Bug 1739335

Summary: Multiple disconnect events being propagated for the same child
Product: [Community] GlusterFS Reporter: Ravishankar N <ravishankar>
Component: rpcAssignee: bugs <bugs>
Status: CLOSED NEXTRELEASE QA Contact:
Severity: high Docs Contact:
Priority: high    
Version: 6CC: amgad.saleh, bugs, ravishankar, rgowdapp
Target Milestone: ---   
Target Release: ---   
Hardware: Unspecified   
OS: Linux   
Whiteboard:
Fixed In Version: Doc Type: If docs needed, set a value
Doc Text:
Story Points: ---
Clone Of: 1716979 Environment:
Last Closed: 2019-08-13 05:56:46 UTC Type: ---
Regression: --- Mount Type: ---
Documentation: --- CRM:
Verified Versions: Category: ---
oVirt Team: --- RHEL 7.3 requirements from Atomic Host:
Cloudforms Team: --- Target Upstream Version:
Embargoed:
Bug Depends On: 1703423, 1716979, 1739336    
Bug Blocks: 1739334    

Description Ravishankar N 2019-08-09 04:44:16 UTC
+++ This bug was initially created as a clone of Bug #1716979 +++

+++ This bug was initially created as a clone of Bug #1703423 +++

Description of problem:
Issue was reported upstream by a user via https://github.com/gluster/glusterfs/issues/648

I'm seeing that if I kill a brick in a replica 3 system, AFR keeps getting child_down event repeatedly for the same child. This seems to be a regression in behaviour as it does not occur in rhgs-3.4.0. In 3.4.0, I get exactly one GF_EVENT_CHILD_DOWN for 1 disconnect.

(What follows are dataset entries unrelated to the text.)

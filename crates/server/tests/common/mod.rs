//! Common test utilities for in-process API testing with a mock platform API.

#![allow(dead_code)]

use std::sync::Arc;

use axum::body::Body;
use axum::http::{header, HeaderMap, Request, StatusCode};
use axum::Router;
use http_body_util::BodyExt;
use serde_json::Value;
use tower::ServiceExt;

use agora_core::testing::MockPlatformApi;
use agora_core::{Config, PlatformClient, QueryCache, Role};
use agora_server::state::AppState;

/// Re-export fixtures for test convenience
pub use agora_core::testing::fixtures;

pub const USER_TOKEN: &str = "user-token";
pub const CREATOR_TOKEN: &str = "creator-token";
pub const ADMIN_TOKEN: &str = "admin-token";

/// In-process server backed by a [`MockPlatformApi`].
///
/// Three sessions exist from the start: `u1` (user), `cr1` (creator, balance
/// 200) and `a1` (admin), signed in with [`USER_TOKEN`], [`CREATOR_TOKEN`]
/// and [`ADMIN_TOKEN`].
///
/// # Example
///
/// ```rust,ignore
/// let fixture = TestFixture::new().await;
/// fixture.api.set_communities(fixtures::communities(45)).await;
///
/// let response = fixture.get("/api/v1/communities?page=3").await;
/// assert_eq!(response.body["communities"].as_array().unwrap().len(), 3);
/// ```
pub struct TestFixture {
    /// The Axum router for testing
    pub router: Router,
    /// Mock platform API - configure records, inject failures
    pub api: Arc<MockPlatformApi>,
}

/// Response from a test request
#[derive(Debug)]
pub struct TestResponse {
    pub status: StatusCode,
    pub headers: HeaderMap,
    pub body: Value,
}

impl TestResponse {
    pub fn location(&self) -> Option<&str> {
        self.headers
            .get(header::LOCATION)
            .and_then(|v| v.to_str().ok())
    }
}

impl TestFixture {
    pub async fn new() -> Self {
        Self::with_config_toml("").await
    }

    /// Extra TOML appended after the required `[api]` section.
    pub async fn with_config_toml(extra: &str) -> Self {
        let toml = format!("[api]\nbase_url = \"http://api.test\"\n{}", extra);
        let config: Config =
            agora_core::load_config_from_str(&toml).expect("Failed to parse test config");

        let api = Arc::new(MockPlatformApi::new());
        api.add_session(USER_TOKEN, fixtures::user("u1", Role::User))
            .await;
        let mut creator = fixtures::user("cr1", Role::Creator);
        creator.balance = 200.0;
        api.add_session(CREATOR_TOKEN, creator).await;
        api.add_session(ADMIN_TOKEN, fixtures::user("a1", Role::Admin))
            .await;

        let client = PlatformClient::new(api.clone(), Arc::new(QueryCache::new()));
        let state = Arc::new(AppState::new(config, client));
        let router = agora_server::api::create_router(state);

        Self { router, api }
    }

    /// Send a GET request without a session.
    pub async fn get(&self, path: &str) -> TestResponse {
        self.request("GET", path, None, None).await
    }

    /// Send a POST request with JSON body, without a session.
    pub async fn post(&self, path: &str, body: Value) -> TestResponse {
        self.request("POST", path, None, Some(body)).await
    }

    pub async fn get_as(&self, token: &str, path: &str) -> TestResponse {
        self.request("GET", path, Some(token), None).await
    }

    pub async fn post_as(&self, token: &str, path: &str, body: Value) -> TestResponse {
        self.request("POST", path, Some(token), Some(body)).await
    }

    pub async fn put_as(&self, token: &str, path: &str, body: Value) -> TestResponse {
        self.request("PUT", path, Some(token), Some(body)).await
    }

    pub async fn delete_as(&self, token: &str, path: &str) -> TestResponse {
        self.request("DELETE", path, Some(token), None).await
    }

    /// GET a non-JSON endpoint and return the body text.
    pub async fn get_text(&self, path: &str) -> String {
        let request = Request::builder()
            .uri(path)
            .body(Body::empty())
            .unwrap();
        let response = self
            .router
            .clone()
            .oneshot(request)
            .await
            .expect("Failed to send request");
        let bytes = response
            .into_body()
            .collect()
            .await
            .expect("Failed to collect body")
            .to_bytes();
        String::from_utf8_lossy(&bytes).into_owned()
    }

    /// Send a request to the test server.
    pub async fn request(
        &self,
        method: &str,
        path: &str,
        token: Option<&str>,
        body: Option<Value>,
    ) -> TestResponse {
        let mut request_builder = Request::builder().method(method).uri(path);

        if let Some(token) = token {
            request_builder =
                request_builder.header(header::AUTHORIZATION, format!("Bearer {}", token));
        }

        let body = if let Some(json_body) = body {
            request_builder = request_builder.header(header::CONTENT_TYPE, "application/json");
            Body::from(serde_json::to_vec(&json_body).unwrap())
        } else {
            Body::empty()
        };

        let request = request_builder.body(body).unwrap();

        let response = self
            .router
            .clone()
            .oneshot(request)
            .await
            .expect("Failed to send request");

        let status = response.status();
        let headers = response.headers().clone();
        let body_bytes = response
            .into_body()
            .collect()
            .await
            .expect("Failed to collect body")
            .to_bytes();

        let body: Value = if body_bytes.is_empty() {
            Value::Null
        } else {
            serde_json::from_slice(&body_bytes).unwrap_or(Value::Null)
        };

        TestResponse {
            status,
            headers,
            body,
        }
    }
}

/// Helper to assert a response has expected status.
#[macro_export]
macro_rules! assert_status {
    ($response:expr, $status:expr) => {
        assert_eq!(
            $response.status, $status,
            "Expected status {:?}, got {:?}. Body: {}",
            $status,
            $response.status,
            serde_json::to_string_pretty(&$response.body).unwrap_or_default()
        );
    };
}
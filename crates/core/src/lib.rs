pub mod api;
pub mod cache;
pub mod classroom;
pub mod client;
pub mod config;
pub mod listing;
pub mod metrics;
pub mod models;
pub mod progress;
pub mod roles;
pub mod search;
pub mod testing;
pub mod validation;
pub mod view;

pub use api::{ApiError, Credentials, HttpPlatformApi, PlatformApi};
pub use cache::{QueryCache, QueryKey};
pub use classroom::{display_to_lesson, lesson_to_display, Classroom, ClassroomError, ContentType};
pub use client::PlatformClient;
pub use config::{
    load_config, load_config_from_str, validate_config, Config, ConfigError, SanitizedConfig,
};
pub use listing::{community_listing, paginate, Page, PageState, DEFAULT_PAGE_SIZE};
pub use progress::{course_progress, MarkOutcome, ProgressError, ProgressTracker, WatchedSet};
pub use roles::{Access, Capability, Role, RouteGuard};
pub use search::{CommunitySearch, SearchIndex, SearchOptions};
pub use validation::{SubmitError, ValidationErrors};
pub use view::{Notice, ViewState};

Version-Release number of selected component (if applicable):
rhgs-3.5 branch (source install)

How reproducible:
Always.

Steps to Reproduce:
1. Create a replica 3 volume and start it.
2. Put  a break point in __afr_handle_child_down_event() in glustershd process.
3. Kill any one brick.

Actual results:
The break point keeps getting hit once every 3 seconds or so repeatedly.

Expected results:
Only 1 event per one disconnect.

Additional info:
I haven't checked if the same happens for GF_EVENT_CHILD_UP as well. I think this is regression that needs to be fixed. If this is not a bug please feel free to close stating why.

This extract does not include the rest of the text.